The premier event in the United States is the National Cherry Blossom Festival in Washington, D.C. and takes place from March 17-April 15. It includes an opening ceremony on Saturday, March 24, the Blossom Kite Festival on March 31, the Petalpalooza on Saturday, April 7, and other events. The annual parade will be on Saturday, April 14. The Festival started in 1912 when the mayor of Tokyo gave thousands of cherry blossom trees that still grace the Capital today.

I was fortunate to see those trees in bloom as a teen when the Anniston High School band competed in a marching competition in the late 1960s and, once again, I saw them in bloom a few years ago. Every American should visit the Capital once in their lifetime, and April would be a good time.

Many American citizens of Hispanic origin celebrate Cinco de Mayo, Saturday, May 5, to remember the defeat of the French Army by the Mexican Army in 1862. Festivals featuring dancing, food, music, and performances are held in many cities throughout the nation, particular in the West and Mid-South.

Atlanta hosts the Dogwood Festival featuring arts and crafts on April 13-15. Callaway Gardens near Pine Mountain, Ga., hosts a Spring Celebration with an emphasis on flowers, arts, vegetables, music, and drama. It runs through April 29. Check only to learn of the various events. The Biltmore Festival of Flowers in Asheville, N.C., emphasizes food, wine, flowers, children’s activities, and daily seminars throughout the next two months.

Farther away are other celebrations. Rochester, N.Y., hosts the Rochester Lilac Festival. A park of 120 acres features dozens of varieties of lilacs, of which I am especially fond.  There is hardly anything with a better fragrance or more beautiful color, but I have not had success growing my own.

Most every city in American of any size will be busy with rodeos, parties, concerts, plays, and all kinds of other outdoor activities.

The United States is not alone in celebrating spring. India celebrates Holi, a celebration similar to the currently popular color runs. The celebrants take part in bonfires and parties leading up to a day when people gather on the streets for a color fight with dyed powder. Friendship and forgiveness of past conflicts are celebrated.

Bosnia’s hundreds-of-years-long celebration of Cimburijada takes place each spring. The word means “Festival of Scrambled Eggs.” People gather and eat free scrambled eggs prepared in giant pots. Eggs, of course, are symbols of newness.

During the Songkran Festival in Thailand, residents use the time to pay respect to others, especially the elderly. Young people pour scented water over the hands of older residents to bring them luck and prosperity.
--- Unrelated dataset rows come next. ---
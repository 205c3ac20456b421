use thiserror::Error;

pub type SignatureResult<T> = Result<T, SignatureError>;

/// Failure to parse a descriptor or generic signature. Positions are byte offsets.
#[derive(Clone, Debug, PartialEq, Eq, Error)]
pub enum SignatureError {
    #[error("unexpected end of `{input}`")]
    UnexpectedEnd { input: String },

    #[error("unexpected `{found}` at {position} in `{input}`")]
    UnexpectedChar {
        found: char,
        position: usize,
        input: String,
    },

    #[error("trailing input at {position} in `{input}`")]
    TrailingInput { position: usize, input: String },

    #[error("empty identifier at {position} in `{input}`")]
    EmptyIdentifier { position: usize, input: String },

    #[error("more than {limit} array dimensions at {position} in `{input}`")]
    TooManyDimensions {
        limit: usize,
        position: usize,
        input: String,
    },

    #[error("type arguments nested deeper than {limit} at {position} in `{input}`")]
    NestingTooDeep {
        limit: usize,
        position: usize,
        input: String,
    },
}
Food is brought to monks, and Buddha statues are bathed in water.

Residents of Valencia, Spain dress in medieval clothing and celebrate “Fallas,” which means “puppet.” Millions gather in city streets to observe entertainment that features fireworks and other forms of fire. It ends when they burn paper maché figures stuffed with firecrackers.

South Holland carries out a 12-hour-long parade from Noordwijk to Haarlem. Called the Flower Parade of the Bollenstreek, it features floats made of spring flowers. Residents line the streets to celebrate tulips, daffodils, and hyacinths.
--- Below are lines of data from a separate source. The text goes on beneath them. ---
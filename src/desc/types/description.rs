//! Erased (raw) type descriptions: primitives, arrays, and classes with their hierarchy.

use std::fmt;
use std::hash::{Hash, Hasher};
use std::sync::Arc;

use smallvec::SmallVec;

use crate::desc::hash::string_hash_code;
use crate::desc::modifier::{ModifierReviewable, Modifiers};

use super::primitive::Primitive;

pub const OBJECT: &str = "java.lang.Object";
pub const STRING: &str = "java.lang.String";
const CLONEABLE: &str = "java.lang.Cloneable";
const SERIALIZABLE: &str = "java.io.Serializable";

/// A class or interface together with the parts of its hierarchy that are known.
#[derive(Clone, Debug)]
pub struct ClassType {
    name: String,
    modifiers: Modifiers,
    super_class: Option<TypeDescription>,
    interfaces: SmallVec<[TypeDescription; 2]>,
}

impl ClassType {
    /// `name` is the binary name, e.g. `java.util.Map$Entry`.
    pub fn new(name: impl Into<String>, modifiers: Modifiers) -> Self {
        Self {
            name: name.into(),
            modifiers,
            super_class: None,
            interfaces: SmallVec::new(),
        }
    }

    pub fn extends(mut self, super_class: TypeDescription) -> Self {
        self.super_class = Some(super_class);
        self
    }

    pub fn implements(mut self, interface: TypeDescription) -> Self {
        self.interfaces.push(interface);
        self
    }

    pub fn name(&self) -> &str {
        &self.name
    }
}

#[derive(Debug)]
pub enum TypeKind {
    Primitive(Primitive),
    Array(TypeDescription),
    Class(ClassType),
}

/// Shared handle to an erased type. Equality and hashing go through the descriptor only, so
/// two descriptions of the same class compare equal even if one knows less of the hierarchy.
#[derive(Clone)]
pub struct TypeDescription(Arc<TypeKind>);

impl TypeDescription {
    pub fn primitive(primitive: Primitive) -> Self {
        Self(Arc::new(TypeKind::Primitive(primitive)))
    }

    pub fn array_of(component: TypeDescription) -> Self {
        Self(Arc::new(TypeKind::Array(component)))
    }

    pub fn class(class: ClassType) -> Self {
        Self(Arc::new(TypeKind::Class(class)))
    }

    pub fn object() -> Self {
        Self::class(ClassType::new(OBJECT, Modifiers::PUBLIC))
    }

    pub fn string() -> Self {
        Self::class(
            ClassType::new(STRING, Modifiers::PUBLIC | Modifiers::FINAL).extends(Self::object()),
        )
    }

    pub fn kind(&self) -> &TypeKind {
        &self.0
    }

    pub fn is_primitive(&self) -> bool {
        matches!(self.kind(), TypeKind::Primitive(_))
    }

    pub fn is_array(&self) -> bool {
        matches!(self.kind(), TypeKind::Array(_))
    }

    pub fn component_type(&self) -> Option<&TypeDescription> {
        match self.kind() {
            TypeKind::Array(component) => Some(component),
            _ => None,
        }
    }

    pub fn as_class(&self) -> Option<&ClassType> {
        match self.kind() {
            TypeKind::Class(class) => Some(class),
            _ => None,
        }
    }

    pub fn super_class(&self) -> Option<&TypeDescription> {
        self.as_class().and_then(|class| class.super_class.as_ref())
    }

    pub fn interfaces(&self) -> &[TypeDescription] {
        match self.as_class() {
            Some(class) => &class.interfaces,
            None => &[],
        }
    }

    pub fn descriptor(&self) -> String {
        match self.kind() {
            TypeKind::Primitive(primitive) => primitive.descriptor_char().to_string(),
            TypeKind::Array(component) => format!("[{}", component.descriptor()),
            TypeKind::Class(class) => format!("L{};", class.name.replace('.', "/")),
        }
    }

    /// Slash separated name for classes; arrays and primitives use their descriptor.
    pub fn internal_name(&self) -> String {
        match self.kind() {
            TypeKind::Class(class) => class.name.replace('.', "/"),
            _ => self.descriptor(),
        }
    }

    pub fn source_code_name(&self) -> String {
        match self.kind() {
            TypeKind::Primitive(primitive) => primitive.keyword().to_owned(),
            TypeKind::Array(component) => format!("{}[]", component.source_code_name()),
            TypeKind::Class(class) => class.name.clone(),
        }
    }

    pub fn simple_name(&self) -> String {
        match self.kind() {
            TypeKind::Primitive(primitive) => primitive.keyword().to_owned(),
            TypeKind::Array(component) => format!("{}[]", component.simple_name()),
            TypeKind::Class(class) => {
                let name = class.name.as_str();
                let start = name.rfind(['.', '$']).map_or(0, |index| index + 1);
                name[start..].to_owned()
            }
        }
    }

    /// Package of a class (`""` for the default package); arrays and primitives have none.
    pub fn package_name(&self) -> Option<&str> {
        let class = self.as_class()?;
        Some(class.name.rsplit_once('.').map_or("", |(package, _)| package))
    }

    pub fn is_same_package(&self, other: &TypeDescription) -> bool {
        self.package_name() == other.package_name()
    }

    pub fn is_visible_to(&self, requester: &TypeDescription) -> bool {
        match self.kind() {
            TypeKind::Primitive(_) => true,
            TypeKind::Array(component) => component.is_visible_to(requester),
            TypeKind::Class(_) => {
                self.is_public() || self.is_protected() || self.is_same_package(requester)
            }
        }
    }

    /// Whether a value of `other` can be assigned to a variable of this type.
    pub fn is_assignable_from(&self, other: &TypeDescription) -> bool {
        if self == other {
            return true;
        }
        match (self.kind(), other.kind()) {
            (TypeKind::Primitive(_), _) | (_, TypeKind::Primitive(_)) => false,
            (TypeKind::Array(target), TypeKind::Array(source)) => {
                !target.is_primitive() && !source.is_primitive() && target.is_assignable_from(source)
            }
            (TypeKind::Array(_), TypeKind::Class(_)) => false,
            (TypeKind::Class(class), TypeKind::Array(_)) => {
                matches!(class.name.as_str(), OBJECT | CLONEABLE | SERIALIZABLE)
            }
            (TypeKind::Class(class), TypeKind::Class(_)) => {
                class.name == OBJECT || other.has_supertype(self)
            }
        }
    }

    pub fn is_assignable_to(&self, other: &TypeDescription) -> bool {
        other.is_assignable_from(self)
    }

    fn has_supertype(&self, target: &TypeDescription) -> bool {
        self.super_class()
            .into_iter()
            .chain(self.interfaces())
            .any(|parent| parent == target || parent.has_supertype(target))
    }

    pub fn hash_code(&self) -> i32 {
        string_hash_code(&self.internal_name())
    }
}

impl From<ClassType> for TypeDescription {
    fn from(class: ClassType) -> Self {
        Self::class(class)
    }
}

impl From<Primitive> for TypeDescription {
    fn from(primitive: Primitive) -> Self {
        Self::primitive(primitive)
    }
}

impl ModifierReviewable for TypeDescription {
    fn modifiers(&self) -> Modifiers {
        match self.kind() {
            TypeKind::Primitive(_) => Modifiers::PUBLIC | Modifiers::FINAL | Modifiers::ABSTRACT,
            TypeKind::Array(component) => {
                let access = Modifiers::PUBLIC | Modifiers::PROTECTED | Modifiers::PRIVATE;
                (component.modifiers() & access) | Modifiers::FINAL | Modifiers::ABSTRACT
            }
            TypeKind::Class(class) => class.modifiers,
        }
    }
}

impl PartialEq for TypeDescription {
    fn eq(&self, other: &Self) -> bool {
        if Arc::ptr_eq(&self.0, &other.0) {
            return true;
        }
        match (self.kind(), other.kind()) {
            (TypeKind::Primitive(left), TypeKind::Primitive(right)) => left == right,
            (TypeKind::Array(left), TypeKind::Array(right)) => left == right,
            (TypeKind::Class(left), TypeKind::Class(right)) => left.name == right.name,
            _ => false,
        }
    }
}

impl Eq for TypeDescription {}

impl Hash for TypeDescription {
    fn hash<H: Hasher>(&self, state: &mut H) {
        state.write_i32(self.hash_code());
    }
}

impl fmt::Debug for TypeDescription {
    fn fmt(&self, f: &mut fmt::Formatter<'_>) -> fmt::Result {
        f.debug_tuple("TypeDescription")
            .field(&self.source_code_name())
            .finish()
    }
}

impl fmt::Display for TypeDescription {
    fn fmt(&self, f: &mut fmt::Formatter<'_>) -> fmt::Result {
        f.write_str(&self.source_code_name())
    }
}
Residents of Japan picnic beneath cherry tree blossoms, a metaphor for life’s transience and beauty. The Japanese dine on pickled cherry blossom leaves and drink saki.
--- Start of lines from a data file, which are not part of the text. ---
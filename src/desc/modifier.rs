//! Access flags shared by types and members plus the predicates derived from them.

use std::fmt;

use bitflags::bitflags;

bitflags! {
    /// JVM access flags as they appear in a class file. The empty set is the default mask.
    #[derive(Clone, Copy, Debug, Default, PartialEq, Eq, Hash)]
    pub struct Modifiers: u16 {
        const PUBLIC = 0x0001;
        const PRIVATE = 0x0002;
        const PROTECTED = 0x0004;
        const STATIC = 0x0008;
        const FINAL = 0x0010;
        const VOLATILE = 0x0040;
        const TRANSIENT = 0x0080;
        const INTERFACE = 0x0200;
        const ABSTRACT = 0x0400;
        const SYNTHETIC = 0x1000;
        const ANNOTATION = 0x2000;
        const ENUM = 0x4000;
    }
}

/// Flags that render as source keywords, in canonical declaration order.
const KEYWORDS: [(Modifiers, &str); 9] = [
    (Modifiers::PUBLIC, "public"),
    (Modifiers::PROTECTED, "protected"),
    (Modifiers::PRIVATE, "private"),
    (Modifiers::ABSTRACT, "abstract"),
    (Modifiers::STATIC, "static"),
    (Modifiers::FINAL, "final"),
    (Modifiers::TRANSIENT, "transient"),
    (Modifiers::VOLATILE, "volatile"),
    (Modifiers::INTERFACE, "interface"),
];

impl Modifiers {
    pub const EMPTY_MASK: Self = Self::empty();

    /// Iterates the source keywords of this set in canonical order.
    pub fn keywords(self) -> impl Iterator<Item = &'static str> {
        KEYWORDS
            .iter()
            .filter(move |(flag, _)| self.contains(*flag))
            .map(|(_, keyword)| *keyword)
    }

    /// Space separated keyword string; empty when no flag has a keyword.
    pub fn to_keyword_string(self) -> String {
        self.keywords().collect::<Vec<_>>().join(" ")
    }

    /// Neither public, protected nor private.
    pub fn is_package_private(self) -> bool {
        !self.intersects(Self::PUBLIC | Self::PROTECTED | Self::PRIVATE)
    }
}

impl fmt::Display for Modifiers {
    fn fmt(&self, f: &mut fmt::Formatter<'_>) -> fmt::Result {
        f.write_str(&self.to_keyword_string())
    }
}

/// Predicates over an element's modifiers. Implementors only supply `modifiers`.
pub trait ModifierReviewable {
    fn modifiers(&self) -> Modifiers;

    fn is_public(&self) -> bool {
        self.modifiers().contains(Modifiers::PUBLIC)
    }

    fn is_protected(&self) -> bool {
        self.modifiers().contains(Modifiers::PROTECTED)
    }

    fn is_private(&self) -> bool {
        self.modifiers().contains(Modifiers::PRIVATE)
    }

    fn is_package_private(&self) -> bool {
        self.modifiers().is_package_private()
    }

    fn is_static(&self) -> bool {
        self.modifiers().contains(Modifiers::STATIC)
    }

    fn is_final(&self) -> bool {
        self.modifiers().contains(Modifiers::FINAL)
    }

    fn is_volatile(&self) -> bool {
        self.modifiers().contains(Modifiers::VOLATILE)
    }

    fn is_transient(&self) -> bool {
        self.modifiers().contains(Modifiers::TRANSIENT)
    }

    fn is_abstract(&self) -> bool {
        self.modifiers().contains(Modifiers::ABSTRACT)
    }

    fn is_interface(&self) -> bool {
        self.modifiers().contains(Modifiers::INTERFACE)
    }

    fn is_enum(&self) -> bool {
        self.modifiers().contains(Modifiers::ENUM)
    }

    fn is_synthetic(&self) -> bool {
        self.modifiers().contains(Modifiers::SYNTHETIC)
    }
}

impl ModifierReviewable for Modifiers {
    fn modifiers(&self) -> Modifiers {
        *self
    }
}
Dating back to 1728, residents of Brasov, Romania, gather to watch a parade featuring seven groups of costumed young men ride decorated horses throughout its streets. Residents dance and sing. The men take part in a competition to see who can hurl a scepter the highest. At the parade’s end, the community hosts a barbecue.

No matter how or where people choose to celebrate, spring is a joyous time.